A mathematical interpolation bounce back wall modeled lattice Boltzmann method based on hierarchical Cartesian mesh applied to 30P30N airfoil aeroacoustics simulation

• Published in: Computers & mathematics with applications (1987) Vol. 158; pp. 21 - 35
• Main Authors: Liang, Wen-zhi, Liu, Pei-qing, Zhang, Jin, Yang, Shu-tong, Qu, Qiu-lin
• Format: Journal Article
• Language: English
• Published: Elsevier Ltd 15.03.2024
• Subjects: Aeroacoustics; Curved boundary treatment; Lattice Boltzmann method; Non-fitted Cartesian mesh; Wall model; Wall model; Curved boundary treatment; Lattice Boltzmann method; Aeroacoustics; Non-fitted Cartesian mesh
• ISSN: 0898-1221; 1873-7668
• DOI: 10.1016/j.camwa.2024.01.008

Wall-modeled large eddy simulation (WMLES) is considered to be a powerful method in high Reynolds number wall-bounded fluid dynamics calculations.

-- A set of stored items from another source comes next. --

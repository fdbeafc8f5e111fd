// Copyright 2023 Remi Bernotavicius

use derive_more::Display;
use diesel::associations::Identifiable;
use diesel::deserialize::Queryable;
use diesel::expression::Selectable;
use diesel::prelude::Insertable;
use diesel_derive_enum::DbEnum;
use diesel_derive_newtype::DieselNewType;
use strum::EnumIter;

#[derive(DieselNewType, Debug, Hash, PartialEq, Eq, PartialOrd, Ord, Copy, Clone)]
pub struct IngredientId(i32);

#[derive(Queryable, Selectable, Identifiable, Debug, Clone, PartialEq, Eq)]
#[diesel(table_name = crate::database::schema::ingredients)]
pub struct Ingredient {
    pub id: IngredientId,
    pub name: String,
    pub category: String,
}

/// The aisles an ingredient can be filed under. Categories are stored as plain text so rows
/// written with a name outside this list still load, they just show up under `Other`.
#[derive(Debug, Default, Display, EnumIter, Hash, Copy, Clone, PartialEq, Eq, PartialOrd, Ord)]
pub enum IngredientCategory {
    #[display("Produce")]
    Produce,
    #[display("Butcher")]
    Butcher,
    #[display("Deli")]
    Deli,
    #[display("Fishmonger")]
    Fishmonger,
    #[display("Dairy")]
    Dairy,
    #[display("Bakery")]
    Bakery,
    #[display("Pantry")]
    Pantry,
    #[display("Cleaning")]
    Cleaning,
    #[display("Frozen")]
    Frozen,
    #[default]
    #[display("Other")]
    Other,
}

impl IngredientCategory {
    pub fn iter() -> impl Iterator<Item = Self> {
        <Self as strum::IntoEnumIterator>::iter()
    }

    pub fn from_name(name: &str) -> Self {
        Self::iter()
            .find(|c| c.to_string() == name.trim())
            .unwrap_or(Self::Other)
    }
}

#[derive(DieselNewType, Debug, Hash, PartialEq, Eq, PartialOrd, Ord, Copy, Clone)]
pub struct RecipeId(i32);

#[derive(Queryable, Selectable, Identifiable, Debug, Clone, PartialEq, Eq)]
#[diesel(table_name = crate::database::schema::recipes)]
pub struct Recipe {
    pub id: RecipeId,
    pub name: String,
    pub is_system: bool,
}

impl Recipe {
    pub fn to_handle(&self) -> RecipeHandle {
        RecipeHandle {
            id: self.id,
            name: self.name.clone(),
        }
    }
}

#[derive(Queryable, Selectable, Identifiable, Debug, Clone, PartialEq, Eq)]
#[diesel(table_name = crate::database::schema::recipes)]
pub struct RecipeHandle {
    pub id: RecipeId,
    pub name: String,
}

#[derive(Insertable, Debug, Clone)]
#[diesel(table_name = crate::database::schema::recipe_ingredients)]
pub struct RecipeIngredient {
    pub recipe_id: RecipeId,
    pub ingredient_id: IngredientId,
}

/// The fixed set of moments in a day a recipe can be planned for, in display order.
#[derive(
    Debug, Display, EnumIter, Hash, Copy, Clone, PartialEq, Eq, PartialOrd, Ord, DbEnum,
)]
pub enum MealSlot {
    #[display("Breakfast")]
    Breakfast,
    #[display("Mid-Morning")]
    MidMorning,
    #[display("Lunch")]
    Lunch,
    #[display("Mid-Afternoon")]
    MidAfternoon,
    #[display("Dinner")]
    Dinner,
    #[display("General Shopping")]
    GeneralShopping,
}

impl MealSlot {
    pub fn iter() -> impl Iterator<Item = Self> {
        <Self as strum::IntoEnumIterator>::iter()
    }
}

#[derive(Insertable, Debug, Clone, PartialEq, Eq)]
#[diesel(table_name = crate::database::schema::meal_plan)]
pub struct MealPlanEntry {
    pub day: chrono::NaiveDate,
    pub slot: MealSlot,
    pub recipe_id: Option<RecipeId>,
}

/// A meal plan row joined with the name of the recipe it points at, if any.
#[derive(Queryable, Debug, Clone, PartialEq, Eq)]
pub struct PlannedMeal {
    pub day: chrono::NaiveDate,
    pub slot: MealSlot,
    pub recipe_id: Option<RecipeId>,
    pub recipe_name: Option<String>,
}

impl PlannedMeal {
    pub fn recipe(&self) -> Option<RecipeHandle> {
        match (self.recipe_id, &self.recipe_name) {
            (Some(id), Some(name)) => Some(RecipeHandle {
                id,
                name: name.clone(),
            }),
            _ => None,
        }
    }
}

However, little research on aero-acoustic simulation by lattice Boltzmann method (LBM) combined with LES considering wall model has been found. Moreover, the discussion of the dominant geometric parameters of the wall model, which is dedicated to curved boundary modeling and based on a non-fitted Cartesian mesh, is rarely addressed. This paper proposes a WMLES algorithm based on a hierarchical Cartesian mesh and utilizing LBM, including the treatment of dominant geometric parameters. Firstly, based on the Green's formula, a strategy for obtaining detection point positions is developed using the mathematical formulas to solve the boundary free parameters, such as the normal direction of the curved surface and the distance from the lattice point to the solid-fluid boundary in the given direction. Secondly, a new wall model adapted to non-fitted Cartesian mesh is proposed to improve the precision of pressure fluctuation calculation. This model applies an interpolation bounce-back (IBB) scheme where slip velocity is estimated by an implicit wall function proposed by Spalart, and the eddy viscosity is reconstructed in the near-wall region. Finally, to enhance the accuracy of pressure fluctuation propagation, an appropriate transition zone treatment method of a multi-domain scheme with spatio-temporal second-order is applied and validated with a point source case. The aforementioned algorithms are implemented in a self-developed LBM code and validated through a three-element airfoil 30P30N benchmark, demonstrating their effectiveness and high accuracy in acoustic calculations.